Le mafie in Toscana? Il terzo rapporto sui fenomeni di criminalità organizzata e corruzione, curato dalla Scuola Normale superiore di Pisa su incarico della Regione, conferma quanto emerso nei due precedenti anni:” le quattro mafie storiche – spiega un comunicato-, a guardare le carte dei tribunali, continuano infatti a non manifestarsi con una presenza di insediamenti stabili sul territorio. Sono però sempre più riconoscibili le ‘tracce’ di una crescita di gruppi di criminalità organizzata nel territorio”.

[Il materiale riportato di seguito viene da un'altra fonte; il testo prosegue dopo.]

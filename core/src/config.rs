//! # Derivation Constants
//!
//! Every magic number used by the derivation pipeline lives here: key and
//! seed lengths, multicodec prefixes, DID document contexts. If you're
//! hardcoding a `32` somewhere else, it probably belongs in this file.
//!
//! These values are fixed by external standards (RFC 8032, the multicodec
//! table, DID Core). Changing one of them silently changes every DID the
//! library produces, so don't.

// ---------------------------------------------------------------------------
// Key Material
// ---------------------------------------------------------------------------

/// Canonical seed length in bytes. Every seed accepted downstream is exactly
/// this long; anything else is rejected before it gets near a key.
pub const SEED_LENGTH: usize = 32;

/// Ed25519 public (verification) key length in bytes.
pub const PUBLIC_KEY_LENGTH: usize = 32;

/// Ed25519 private key length in bytes, libsodium layout: `seed || public`.
pub const SECRET_KEY_LENGTH: usize = 64;

/// Curve25519 (X25519) key length in bytes.
pub const CURVE25519_KEY_LENGTH: usize = 32;

/// Number of leading public-key bytes that make up a `did:sov` identifier.
pub const SOV_DID_BYTES: usize = 16;

// ---------------------------------------------------------------------------
// Multicodec / Multibase
// ---------------------------------------------------------------------------

/// Multicodec varint prefix for `ed25519-pub`.
pub const MULTICODEC_ED25519_PUB: [u8; 2] = [0xed, 0x01];

/// Multicodec varint prefix for `x25519-pub`.
pub const MULTICODEC_X25519_PUB: [u8; 2] = [0xec, 0x01];

/// Multicodec varint prefix for `bls12_381-g2-pub`.
pub const MULTICODEC_BLS12381G2_PUB: [u8; 2] = [0xeb, 0x01];

/// Multibase prefix character for base58btc.
pub const MULTIBASE_BASE58BTC: char = 'z';

// ---------------------------------------------------------------------------
// DID Methods
// ---------------------------------------------------------------------------

/// URI scheme shared by every DID.
pub const DID_SCHEME: &str = "did";

/// Method name for `did:key`.
pub const METHOD_KEY: &str = "key";

/// Method name for `did:sov`.
pub const METHOD_SOV: &str = "sov";

// ---------------------------------------------------------------------------
// DID Documents
// ---------------------------------------------------------------------------

/// Context URI for the W3C DID Core specification.
pub const DID_CONTEXT: &str = "https://www.w3.org/ns/did/v1";

/// Verification method type for Ed25519 public keys (base58 encoded).
pub const ED25519_VERIFICATION_KEY_TYPE: &str = "Ed25519VerificationKey2018";

/// Verification method type for X25519 key agreement keys.
pub const X25519_KEY_AGREEMENT_TYPE: &str = "X25519KeyAgreementKey2019";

“Più che sostituirsi al mercato – prosegue la nota -, ricercando forme di oligopolio criminale nell’economia legale, pare che la strada battuta sia ‘mettersi al servizio’ del mercato, attraverso l’esercizio abusivo del credito, l’erogazione di servizi illeciti finalizzati a reati tributari e economici o attività illecite di intermediazione del lavoro o nel ciclo dei rifiuti”.
Per il direttore della Dia Giuseppe Governale, “fortunatamente in Toscana non abbiamo finora le organizzazioni stabili come abbiamo invece in altre parti dell’Italia settentrionale”, ma “la Toscana non è immune, non può essere immune”.

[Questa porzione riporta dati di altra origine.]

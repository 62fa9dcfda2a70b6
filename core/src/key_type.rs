//! Key type registry.
//!
//! A [`KeyType`] is a capability tag: it selects a derivation algorithm in
//! [`crate::keys`] and the multicodec prefix used when a public key is
//! embedded in a `did:key` identifier. The set is closed and every variant
//! maps to one static [`KeyTypeSpec`].
//!
//! Only Ed25519 can be derived from a seed. The other variants exist so that
//! DIDs carrying them can be parsed and so that method compatibility can be
//! expressed (and refused) precisely. Adding a key type means a new variant,
//! a table entry, and a derivation case; existing variants never change.

use serde::{Deserialize, Serialize};
use std::fmt;
use std::str::FromStr;

use crate::config::{MULTICODEC_BLS12381G2_PUB, MULTICODEC_ED25519_PUB, MULTICODEC_X25519_PUB};
use crate::keys::KeyError;

/// Static description of a key type.
#[derive(Debug, Clone, Copy, PartialEq, Eq)]
pub struct KeyTypeSpec {
    /// Short name, as used in configuration and error messages.
    pub name: &'static str,
    /// Multicodec table name of the public key encoding.
    pub multicodec_name: &'static str,
    /// Varint-encoded multicodec prefix.
    pub multicodec_prefix: [u8; 2],
    /// Length of a raw public key of this type, in bytes.
    pub public_key_length: usize,
}

const ED25519: KeyTypeSpec = KeyTypeSpec {
    name: "ed25519",
    multicodec_name: "ed25519-pub",
    multicodec_prefix: MULTICODEC_ED25519_PUB,
    public_key_length: 32,
};

const X25519: KeyTypeSpec = KeyTypeSpec {
    name: "x25519",
    multicodec_name: "x25519-pub",
    multicodec_prefix: MULTICODEC_X25519_PUB,
    public_key_length: 32,
};

const BLS12381G2: KeyTypeSpec = KeyTypeSpec {
    name: "bls12381g2",
    multicodec_name: "bls12_381-g2-pub",
    multicodec_prefix: MULTICODEC_BLS12381G2_PUB,
    public_key_length: 96,
};

/// Supported key types.
#[derive(Debug, Clone, Copy, PartialEq, Eq, Hash, Serialize, Deserialize)]
#[serde(rename_all = "lowercase")]
pub enum KeyType {
    Ed25519,
    X25519,
    Bls12381G2,
}

impl KeyType {
    /// Every registered key type, in registration order.
    pub const ALL: [KeyType; 3] = [KeyType::Ed25519, KeyType::X25519, KeyType::Bls12381G2];

    pub fn spec(self) -> &'static KeyTypeSpec {
        match self {
            KeyType::Ed25519 => &ED25519,
            KeyType::X25519 => &X25519,
            KeyType::Bls12381G2 => &BLS12381G2,
        }
    }

    pub fn name(self) -> &'static str {
        self.spec().name
    }

    pub fn multicodec_name(self) -> &'static str {
        self.spec().multicodec_name
    }

    pub fn multicodec_prefix(self) -> [u8; 2] {
        self.spec().multicodec_prefix
    }

    pub fn public_key_length(self) -> usize {
        self.spec().public_key_length
    }

    pub fn from_name(name: &str) -> Option<KeyType> {
        Self::ALL
            .into_iter()
            .find(|kt| kt.name().eq_ignore_ascii_case(name))
    }

    /// Look up the key type whose multicodec prefix starts `bytes`.
    pub fn from_multicodec_prefix(bytes: &[u8]) -> Option<KeyType> {
        Self::ALL
            .into_iter()
            .find(|kt| bytes.starts_with(&kt.multicodec_prefix()))
    }
}

impl fmt::Display for KeyType {
    fn fmt(&self, f: &mut fmt::Formatter<'_>) -> fmt::Result {
        f.write_str(self.name())
    }
}

impl FromStr for KeyType {
    type Err = KeyError;

    fn from_str(s: &str) -> Result<Self, Self::Err> {
        Self::from_name(s).ok_or_else(|| KeyError::UnknownKeyType(s.to_string()))
    }
}

#[cfg(test)]
mod tests {
    use super::*;

    #[test]
    fn names_roundtrip() {
        for kt in KeyType::ALL {
            assert_eq!(KeyType::from_name(kt.name()), Some(kt));
            assert_eq!(kt.to_string().parse::<KeyType>().unwrap(), kt);
        }
    }

    #[test]
    fn name_lookup_ignores_case() {
        assert_eq!(KeyType::from_name("ED25519"), Some(KeyType::Ed25519));
    }

    #[test]
    fn unknown_name_rejected() {
        assert!(matches!(
            "secp256k1".parse::<KeyType>(),
            Err(KeyError::UnknownKeyType(_))
        ));
    }

    #[test]
    fn multicodec_prefix_lookup() {
        assert_eq!(
            KeyType::from_multicodec_prefix(&[0xed, 0x01, 0xaa]),
            Some(KeyType::Ed25519)
        );
        assert_eq!(
            KeyType::from_multicodec_prefix(&[0xec, 0x01]),
            Some(KeyType::X25519)
        );
        assert_eq!(KeyType::from_multicodec_prefix(&[0x12, 0x20]), None);
        assert_eq!(KeyType::from_multicodec_prefix(&[0xed]), None);
    }

    #[test]
    fn serde_uses_short_names() {
        let json = serde_json::to_string(&KeyType::Bls12381G2).unwrap();
        assert_eq!(json, "\"bls12381g2\"");
        let parsed: KeyType = serde_json::from_str("\"ed25519\"").unwrap();
        assert_eq!(parsed, KeyType::Ed25519);
    }
}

I beni confiscati alla criminalità organizzata in Toscana sono anch’essi in aumento: tolti i provvedimenti dall’esito ancora incerto, si tratta di 572 beni immobili, distribuiti in 67 comuni, ovvero il 23 per cento del territorio regionale. Di questi 145 sono quelli già destinati, come ad esempio la tenuta di Suvignano assegnata alla Regione Toscana. La matrice camorristica è la più ricorrente, con quasi il 40 per cento dei beni, seguiti da Cosa nostra (11,5%) e ‘ndrangheta (6,2%). Quel che rimane è riconducibile alla Sacra Corona Unita, la Mala del Brenta o associazioni mafiose originarie del Lazio.

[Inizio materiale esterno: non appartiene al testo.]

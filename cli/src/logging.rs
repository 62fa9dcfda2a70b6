//! # Structured Logging
//!
//! Installs the global `tracing` subscriber for the `didseed` binary. The
//! format is chosen with `--log-format` and the filter comes from `RUST_LOG`,
//! falling back to `--log-level`.
//!
//! All log output is written to stderr so that stdout carries nothing but the
//! JSON result and can be piped straight into `jq`.

use anyhow::{Context, Result};
use clap::ValueEnum;
use tracing_subscriber::{fmt, layer::SubscriberExt, util::SubscriberInitExt, EnvFilter};

/// Log output format.
#[derive(ValueEnum, Debug, Clone, Copy, PartialEq, Eq, Default)]
pub enum LogFormat {
    /// Human-readable, colored output.
    #[default]
    Pretty,
    /// One JSON object per event.
    Json,
}

/// Pick the filter directives: `RUST_LOG` when set and non-empty, the
/// `--log-level` value otherwise. Malformed directives are an error rather
/// than silently dropped.
pub fn build_filter(from_env: Option<&str>, default_directives: &str) -> Result<EnvFilter> {
    match from_env.map(str::trim).filter(|d| !d.is_empty()) {
        Some(directives) => EnvFilter::try_new(directives)
            .with_context(|| format!("invalid {} filter '{directives}'", EnvFilter::DEFAULT_ENV)),
        None => EnvFilter::try_new(default_directives)
            .with_context(|| format!("invalid --log-level filter '{default_directives}'")),
    }
}

/// Install the global tracing subscriber.
///
/// ```text
/// RUST_LOG=didseed=debug,didseed_cli=info didseed create --log-format json
/// ```
pub fn init_logging(default_directives: &str, format: LogFormat) -> Result<()> {
    let from_env = std::env::var(EnvFilter::DEFAULT_ENV).ok();
    let filter = build_filter(from_env.as_deref(), default_directives)?;
    let registry = tracing_subscriber::registry().with(filter);

    match format {
        LogFormat::Pretty => registry
            .with(fmt::layer().with_writer(std::io::stderr).with_target(true))
            .try_init(),
        LogFormat::Json => registry
            .with(
                fmt::layer()
                    .json()
                    .with_writer(std::io::stderr)
                    .with_current_span(false),
            )
            .try_init(),
    }
    .context("tracing subscriber already installed")?;

    tracing::debug!(?format, "logging initialized");
    Ok(())
}

#[cfg(test)]
mod tests {
    use super::*;

    #[test]
    fn format_names() {
        assert_eq!(LogFormat::from_str("json", true).unwrap(), LogFormat::Json);
        assert_eq!(LogFormat::from_str("PRETTY", true).unwrap(), LogFormat::Pretty);
        assert!(LogFormat::from_str("yaml", true).is_err());
        assert_eq!(LogFormat::default(), LogFormat::Pretty);
    }

    #[test]
    fn env_directives_win() {
        let filter = build_filter(Some("didseed=debug"), "warn").unwrap();
        assert_eq!(filter.to_string(), "didseed=debug");

        let filter = build_filter(Some("  "), "warn").unwrap();
        assert_eq!(filter.to_string(), "warn");

        let filter = build_filter(None, "info").unwrap();
        assert_eq!(filter.to_string(), "info");
    }

    #[test]
    fn malformed_directives_are_rejected() {
        assert!(build_filter(None, "didseed=loud").is_err());
        assert!(build_filter(Some("didseed=loud"), "warn").is_err());
    }
}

Quanto ai fenomeni di corruzione, le statistiche comparate prese in esame dal rapporto segnano un aumento percentuale, tra il 2016 e 2017, anche dei cosiddetti ‘crimini dei colletti bianchi’. Crescono del 150 per cento le malversazioni, raddoppiano i reati di concussione, in crescita del 67 per cento gli abusi di ufficio e del 37 per cento i reati societari. Il coinvolgimento di manager pubblici in vicende di corruzione risulta in Toscana ancora più marcato che nel resto d’Italia. Nell’analisi degli episodi che si sono succeduti nel 2018 emerge come, accanto ad imprenditori (29 casi) e funzionari o dirigenti pubblici (21 casi), in quasi la metà dei casi – 17 su 38 – vi siano coinvolti professionisti come avvocati, commercialisti, ingegneri, architetti, geometri, ragionieri, medici ma anche intermediari e faccendieri.